In his book, Microcompetition with Foreign DNA and the Origin of Chronic Disease, Dr. Hanan Polansky presents a novel theory that links a number of chronic diseases to the presence of foreign DNA in the aging cell. He postulates that DNA sequences that are foreign to the cell, sequences which, in-and-of- themselves may be inert, bind to and titrate transcription factors that are present in limiting quantities in the cell. These foreign sequences include viral promoters, germline or inherited mutations and endogenous sequences that have undergone somatic mutation. All cells are elegantly regulated by transient adjustments in gene expression in response to stress and other stimuli. The initial stimulus leads to the activation of a few key transcription factors, each of which goes on to activate entire regimens of genes whose protein products enable the cellular response. In order to achieve a fine-tuned level of regulation, the response must be proportional to the stimulus. Thus, the key transcription factors must be present in limiting molecular quantities. Polansky's Theory of Microcompetition presupposes that within a given cell, the presence of a few additional sequences capable of binding to these limiting factors will efficiently compete with their endogenous target promoters, thereby disrupting the balance of downstream gene expression. Polansky suggests diverse mechanisms built on the same theme to explain a range of chronic diseases of aging including atherosclerosis, autoimmunity, obesity, osteoarthritis, cancer and alopecia. His extensive supporting arguments, including incidental data and complex mathematical formulae are quite compelling. The mechanisms that he proposes are original, interesting and amenable to testing. Although it is unlikely that scientists will ever discover a single trigger for the onset of "aging," Polansky's theory is notable because it provides a potential basis for the relationship between various aging phenotypes and environmental factors such as viral infection and exposure to mutagens. The theory is especially relevant to phenotypes that manifest gradually or aren't triggered until many years after the initial insult.

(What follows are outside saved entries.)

//! Wall-clock sources.
//!
//! Everything in the engine is computed from absolute instants handed out by
//! a [`ClockSource`], never by counting ticks, so a delayed or skipped poll
//! heals itself on the next one.

use chrono::{DateTime, Duration, Local, NaiveDateTime, Utc};
use std::cell::Cell;
use std::rc::Rc;

/// Supplies the current wall-clock instant.
pub trait ClockSource {
    fn now(&self) -> DateTime<Utc>;

    /// Wall time in the local zone, for time-of-day alarms.
    fn local_now(&self) -> NaiveDateTime {
        self.now().with_timezone(&Local).naive_local()
    }
}

/// The real system clock.
#[derive(Debug, Clone, Copy, Default)]
pub struct SystemClock;

impl ClockSource for SystemClock {
    fn now(&self) -> DateTime<Utc> {
        Utc::now()
    }
}

/// A clock that only moves when told to.
///
/// Clones share the same instant, so a test can keep one handle while the
/// engine owns another.
#[derive(Debug, Clone)]
pub struct ManualClock {
    now: Rc<Cell<DateTime<Utc>>>,
}

impl ManualClock {
    pub fn new(start: DateTime<Utc>) -> Self {
        Self {
            now: Rc::new(Cell::new(start)),
        }
    }

    /// Starts at the Unix epoch, which keeps test arithmetic readable.
    pub fn at_epoch() -> Self {
        Self::new(DateTime::<Utc>::UNIX_EPOCH)
    }

    pub fn advance(&self, by: Duration) {
        self.now.set(self.now.get() + by);
    }

    pub fn advance_ms(&self, millis: i64) {
        self.advance(Duration::milliseconds(millis));
    }

    pub fn set(&self, instant: DateTime<Utc>) {
        self.now.set(instant);
    }

    /// Milliseconds since the clock's epoch start, for assertions.
    pub fn elapsed_ms(&self) -> i64 {
        (self.now.get() - DateTime::<Utc>::UNIX_EPOCH).num_milliseconds()
    }
}

impl ClockSource for ManualClock {
    fn now(&self) -> DateTime<Utc> {
        self.now.get()
    }

    /// UTC stands in for the local zone so tests don't depend on the host.
    fn local_now(&self) -> NaiveDateTime {
        self.now.get().naive_utc()
    }
}

/// `later - earlier`, clamped at zero so a clock stepping backwards never
/// produces negative consumption.
pub fn since(earlier: DateTime<Utc>, later: DateTime<Utc>) -> Duration {
    (later - earlier).max(Duration::zero())
}
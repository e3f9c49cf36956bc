//! Side-effect collaborators driven by the engine.
//!
//! Every callback is fire-and-forget: the engine never looks at what a
//! listener did, and a listener never touches timing state.

use chrono::{DateTime, Duration, Utc};
use serde::{Deserialize, Serialize};
use std::cell::RefCell;
use std::rc::Rc;

use crate::circuit::CircuitProgress;

#[derive(Debug, Clone, Copy, PartialEq, Eq, Serialize, Deserialize)]
pub enum DisplayKind {
    Remaining,
    Elapsed,
}

#[derive(Debug, Clone, PartialEq, Eq)]
pub struct RenderTick {
    pub display_kind: DisplayKind,
    pub value: Duration,
    /// Length of the current segment; zero for the stopwatch.
    pub total: Duration,
    pub circuit_progress: Option<CircuitProgress>,
}

#[derive(Debug, Clone, PartialEq, Eq)]
pub enum SegmentNotification {
    CircuitComplete { name: String },
    TimerComplete,
    /// A time-of-day alarm rang; `time` is `HH:MM`.
    ClockAlarm { time: String },
}

pub trait Listener {
    fn on_alarm(&mut self);

    fn on_segment_notification(&mut self, notification: SegmentNotification);

    fn on_render_tick(&mut self, tick: RenderTick);

    /// Called on every render poll while the clock overlay is shown.
    fn on_clock_tick(&mut self, _now: DateTime<Utc>) {}
}

#[derive(Debug, Clone, PartialEq, Eq)]
pub enum Event {
    Alarm,
    Notification(SegmentNotification),
    Render(RenderTick),
    Clock(DateTime<Utc>),
}

/// Records every callback. Clones share the same log.
#[derive(Debug, Clone, Default)]
pub struct RecordingListener {
    events: Rc<RefCell<Vec<Event>>>,
}

impl RecordingListener {
    pub fn new() -> Self {
        Self::default()
    }

    pub fn events(&self) -> Vec<Event> {
        self.events.borrow().clone()
    }

    pub fn alarms(&self) -> usize {
        self.events
            .borrow()
            .iter()
            .filter(|e| matches!(e, Event::Alarm))
            .count()
    }

    pub fn notifications(&self) -> Vec<SegmentNotification> {
        self.events
            .borrow()
            .iter()
            .filter_map(|e| match e {
                Event::Notification(n) => Some(n.clone()),
                _ => None,
            })
            .collect()
    }

    pub fn last_render(&self) -> Option<RenderTick> {
        self.events.borrow().iter().rev().find_map(|e| match e {
            Event::Render(tick) => Some(tick.clone()),
            _ => None,
        })
    }

    pub fn clear(&self) {
        self.events.borrow_mut().clear();
    }
}

impl Listener for RecordingListener {
    fn on_alarm(&mut self) {
        self.events.borrow_mut().push(Event::Alarm);
    }

    fn on_segment_notification(&mut self, notification: SegmentNotification) {
        self.events
            .borrow_mut()
            .push(Event::Notification(notification));
    }

    fn on_render_tick(&mut self, tick: RenderTick) {
        self.events.borrow_mut().push(Event::Render(tick));
    }

    fn on_clock_tick(&mut self, now: DateTime<Utc>) {
        self.events.borrow_mut().push(Event::Clock(now));
    }
}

In addition to the concepts that Polansky deals with directly, this book provides a unique foray into the intricate mind of a philosopher, continually challenging the reader through an adventure of the intellect.

Although specialists from a number of diverse fields would appreciate sections of the book relevant to their own work, the beauty of this theory is that it crosses many of the self-imposed boundaries that have traditionally limited the creative thought process. This book could make an excellent foundation for a course in "Skills for Creative Thinking" to be offered to upper level undergraduates or graduate students prior to specialization. However, because most students are likely to be novices in at least some of the areas that are covered in the book, I would recommend that the instructor provide a well-rounded introduction to each section, with a vibrant discussion guaranteed to follow.

All in all, this book makes a great read for the scientist with a far-reaching mind, one who is open to new areas of exploration but not afraid of the rigorous journey.


Dr. Janice M. LaPlante earned her A.B. degree in Biological Sciences from Indiana University in Bloomington, Indiana. After completing her PhD in Biomedical Science from the University of Connecticut Health Center, specializing in the study of intracellular calcium signaling, she was awarded a fellowship from the National Institute of Aging to study the molecular and cellular basis of aging at Harvard Medical School. Dr. LaPlante is currently a Research Fellow in the Division of Endocrinology, Diabetes and Hypertension at the Brigham and Women's Hospital. She is part of a multidisciplinary team of scientists from the Neurogenetics Unit of Massachusetts General Hospital and the Harvard Partners Center for Genetics and Genomics, working to clone genes that regulate intracellular calcium signaling and to study their relationship to disease. She is the Principal Investigator of a project to identify the molecular function and cellular role of Mucolipin-1, a lysosomal TRP ion channel that is involved in intracellular membrane trafficking and is the product of MCOLN1, the gene that underlies the neurological disease Mucolipidosis Type IV.